Великое произведение с неизбежностью делало участниками драмы всех, кто к опере прикоснулся. 28 января скрипели критические перья. 29-го — появились первые отклики. Разумеется, Ларош не мог хвалить: эстетика Мусоргского была ему не по душе. И все же Герман Августович был человеком образованным и воспитанным. Он мог придраться, услышать «несомненные следы влияния „Каменного гостя“ и последних романсов Даргомыжского», заметить, что автор «Бориса» «в местах колоссального и массивного характера часто впадает в Серова», но дарование Мусоргского отрицать было невозможно. Ларош пишет — и, отрицая, все-таки «зависает» между «нет» и «да».
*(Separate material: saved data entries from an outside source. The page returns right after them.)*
//! Statements, blocks, groups, and `if` in both of its forms.
//!
//! Statement lists are breakpoint-gated: inside `{` the list stops at `}`
//! so the block parser can consume it, and the script-level list stops at
//! `End`. A statement that consumes nothing costs one token of progress,
//! so malformed input cannot wedge the loop.

use wealdc_lex::TokenTag;
use wealdc_util::{codes, Loc};

use crate::ast::{Block, Else, Expr, Group, If, Name, Stmt, StmtExpr, Stmts, VariableDecl};
use crate::Parser;

impl Parser<'_> {
    /// Parses statements until the current breakpoint, `End`, or a missing
    /// line break between statements.
    pub(crate) fn parse_stmts(&mut self) -> Stmts {
        let start = self.here();
        let mut items = Vec::new();
        loop {
            if self.stream.tag() == TokenTag::End || self.at_breakpoint() {
                break;
            }
            if !items.is_empty() && !self.stream.newline_before() {
                break;
            }
            let before = self.stream.index();
            items.push(self.parse_stmt());
            if self.stream.index() == before {
                self.stream.advance();
            }
        }
        let loc = match (items.first(), items.last()) {
            (Some(first), Some(last)) => first.loc().cover(last.loc()),
            _ => start,
        };
        Stmts { items, loc }
    }

    fn parse_stmt(&mut self) -> Stmt {
        if self.stream.tag() == TokenTag::KwLet {
            return Stmt::VariableDecl(self.parse_variable_decl());
        }
        let expr = self.parse_expr(codes::EXPECTED_STMT, "expected a statement");
        let loc = expr.loc();
        Stmt::Expr(StmtExpr { expr, loc })
    }

    /// `let <name> = <expr>`; each missing piece gets its own diagnostic
    /// and a zero-length stand-in, and parsing carries on.
    fn parse_variable_decl(&mut self) -> VariableDecl {
        let kw_let = self.stream.loc();
        self.stream.advance();

        let name = if self.stream.tag() == TokenTag::Name {
            let name = Name::new(self.stream.current().text(), self.stream.loc());
            self.stream.advance();
            name
        } else {
            self.problems.report(
                codes::EXPECTED_LET_NAME,
                "expected a name after 'let'",
                self.here(),
            );
            Name::new("", self.here())
        };

        let eq = if self.stream.tag() == TokenTag::Equal {
            let eq = self.stream.loc();
            self.stream.advance();
            eq
        } else {
            self.problems.report(
                codes::EXPECTED_LET_EQ,
                "expected '=' after the declared name",
                self.here(),
            );
            self.here()
        };

        let value = self.parse_expr(codes::EXPECTED_LET_EXPR, "expected an expression after '='");
        let loc = kw_let.cover(value.loc());
        VariableDecl {
            kw_let,
            name,
            eq,
            value,
            loc,
        }
    }

    /// `( <expr> )` with `)` as the inner breakpoint.
    pub(crate) fn parse_group(&mut self) -> Expr {
        let opening = self.stream.loc();
        self.stream.advance();
        self.breakpoints.push(TokenTag::ParenClose);
        let body = self.parse_expr(
            codes::EXPECTED_EXPR_IN_GROUP,
            "expected an expression after '('",
        );
        self.breakpoints.pop();
        let closing = if self.stream.tag() == TokenTag::ParenClose {
            let closing = self.stream.loc();
            self.stream.advance();
            closing
        } else {
            self.problems.report(
                codes::UNCLOSED_GROUP,
                "this group is never closed; expected ')'",
                self.here(),
            );
            self.here()
        };
        let loc = opening.cover(closing);
        Expr::Group(Box::new(Group {
            opening,
            body,
            closing,
            loc,
        }))
    }

    /// `{ <stmts> }` with `}` as the inner breakpoint.
    pub(crate) fn parse_block(&mut self) -> Block {
        let opening = self.stream.loc();
        self.stream.advance();
        self.breakpoints.push(TokenTag::BraceClose);
        let stmts = self.parse_stmts();
        self.breakpoints.pop();
        let closing = if self.stream.tag() == TokenTag::BraceClose {
            let closing = self.stream.loc();
            self.stream.advance();
            closing
        } else {
            self.problems.report(
                codes::UNCLOSED_BLOCK,
                "this block is never closed; expected '}'",
                self.here(),
            );
            self.here()
        };
        let loc = opening.cover(closing);
        Block {
            opening,
            stmts,
            closing,
            loc,
        }
    }

    /// `if` in ternary form (`if p ? a : b`) or block form
    /// (`if p { } else ...`).
    pub(crate) fn parse_if(&mut self) -> Expr {
        let kw_if = self.stream.loc();
        self.stream.advance();

        let predicate = self.parse_expr(
            codes::EXPECTED_PREDICATE,
            "expected a predicate expression after 'if'",
        );

        if self.stream.tag() == TokenTag::Question {
            return self.parse_ternary_tail(kw_if, predicate);
        }

        let then_branch = if self.stream.tag() == TokenTag::BraceOpen {
            Expr::Block(Box::new(self.parse_block()))
        } else {
            self.problems.report(
                codes::EXPECTED_IF_BODY,
                "expected '{' to open the if body",
                self.here(),
            );
            Expr::Missing { loc: self.here() }
        };

        let else_branch = if self.stream.tag() == TokenTag::KwElse {
            let kw_else = self.stream.loc();
            self.stream.advance();
            let body = match self.stream.tag() {
                TokenTag::BraceOpen => Expr::Block(Box::new(self.parse_block())),
                TokenTag::KwIf => self.parse_if(),
                _ => {
                    self.problems.report(
                        codes::EXPECTED_ELSE_BODY,
                        "expected '{' or 'if' after 'else'",
                        self.here(),
                    );
                    Expr::Missing { loc: self.here() }
                }
            };
            let loc = kw_else.cover(body.loc());
            Some(Else { kw_else, body, loc })
        } else {
            None
        };

        let end = else_branch
            .as_ref()
            .map(|e| e.loc)
            .unwrap_or_else(|| then_branch.loc());
        let loc = kw_if.cover(end);
        Expr::If(Box::new(If {
            kw_if,
            predicate,
            ternary_then: None,
            then_branch,
            else_branch,
            loc,
        }))
    }

    /// The `? then : else` tail. Neither branch may itself be a block or an
    /// `if`.
    fn parse_ternary_tail(&mut self, kw_if: Loc, predicate: Expr) -> Expr {
        let question = self.stream.loc();
        self.stream.advance();

        let then_branch = self.parse_expr(
            codes::EXPECTED_EXPR_IN_TERNARY_THEN,
            "expected an expression after '?'",
        );
        self.check_ternary_branch(&then_branch);

        let else_branch = if self.stream.tag() == TokenTag::Colon {
            let colon = self.stream.loc();
            self.stream.advance();
            let body = self.parse_expr(
                codes::EXPECTED_EXPR_IN_TERNARY_ELSE,
                "expected an expression after ':'",
            );
            self.check_ternary_branch(&body);
            let loc = colon.cover(body.loc());
            Some(Else {
                kw_else: colon,
                body,
                loc,
            })
        } else {
            self.problems.report(
                codes::EXPECTED_TERNARY_ELSE,
                "expected ':' and an else value to finish the ternary",
                self.here(),
            );
            None
        };

        let end = else_branch
            .as_ref()
            .map(|e| e.loc)
            .unwrap_or_else(|| then_branch.loc());
        let loc = kw_if.cover(end);
        Expr::If(Box::new(If {
            kw_if,
            predicate,
            ternary_then: Some(question),
            then_branch,
            else_branch,
            loc,
        }))
    }

    fn check_ternary_branch(&mut self, branch: &Expr) {
        if matches!(branch, Expr::Block(_) | Expr::If(_)) {
            self.problems.report(
                codes::BLOCK_IN_TERNARY,
                "a ternary branch cannot be a block or an 'if'",
                branch.loc(),
            );
        }
    }
}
«…одаренный талантом к речитативу, к характеристике, он очень слабый музыкант и не может аккомпанировать свои мелодии так, как это могут делать великие мастера оркестрового письма…»
«…композиция его опер отзывается дилетантизмом и неумелостью, хотя обнаруживает сильные проблески даровитой натуры».
«Хоры шли, может быть, очень хорошо, но обилие диссонансов и неискусное употребление голосов в новой опере доходит до того, что мы не всегда могли ручаться за намерения композитора и отличать его фальшивые ноты от фальшивых нот исполнителей, которых, может быть, и совсем не было; то же самое мы заметим и об оркестре».